§ **INSTRUCTIONS TO FOLLOW**
Return all the records, each one exactly as given.

*** Opening of LISTED RECORDS ***

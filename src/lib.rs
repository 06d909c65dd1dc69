//! drone-edge: edge telemetry aggregator
//!
//! Sensors stream JSON readings to the drone over TCP. The drone keeps a
//! rolling window of recent readings, flags out-of-bounds values, and
//! periodically forwards summaries and anomalies to a central collector
//! while its simulated battery allows.
//!
//! ## Architecture
//!
//! - **Acquisition**: sensor listener, one task per connection, newline-delimited JSON
//! - **Pipeline**: `DroneState`, the single lock-protected owner of all shared state
//! - **Aggregation / Anomaly**: rolling window averages and fixed sanity bounds
//! - **Battery**: decay loop driving the `Active -> Returning` mode switch
//! - **Forwarding**: timer-driven batch transmission gated by the mode
//! - **API**: HTTP status views and the threshold / reset commands

pub mod acquisition;
pub mod aggregation;
pub mod anomaly;
pub mod api;
pub mod battery;
pub mod collector;
pub mod config;
pub mod forwarding;
pub mod pipeline;
pub mod types;

pub use config::DroneConfig;
pub use pipeline::{DroneState, DroneStatus, StateSettings};
pub use types::{Anomaly, Batch, BatchEntry, OperatingMode, Reading, Summary};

*** Close of LISTED RECORDS ***

§ **PROBLEM SOLUTION**
filename src/lib.rs
repository 06d909c65dd1dc69
//! drone-edge: edge telemetry aggregator
//!
//! Sensors stream JSON readings to the drone over TCP. The drone keeps a
//! rolling window of recent readings, flags out-of-bounds values, and
//! periodically forwards summaries and anomalies to a central collector
//! while its simulated battery allows.
//!
//! ## Architecture
//!
//! - **Acquisition**: sensor listener, one task per connection, newline-delimited JSON
//! - **Pipeline**: `DroneState`, the single lock-protected owner of all shared state
//! - **Aggregation / Anomaly**: rolling window averages and fixed sanity bounds
//! - **Battery**: decay loop driving the `Active -> Returning` mode switch
//! - **Forwarding**: timer-driven batch transmission gated by the mode
//! - **API**: HTTP status views and the threshold / reset commands

pub mod acquisition;
pub mod aggregation;
pub mod anomaly;
pub mod api;
pub mod battery;
pub mod collector;
pub mod config;
pub mod forwarding;
pub mod pipeline;
pub mod types;

pub use config::DroneConfig;
pub use pipeline::{DroneState, DroneStatus, StateSettings};
pub use types::{Anomaly, Batch, BatchEntry, OperatingMode, Reading, Summary};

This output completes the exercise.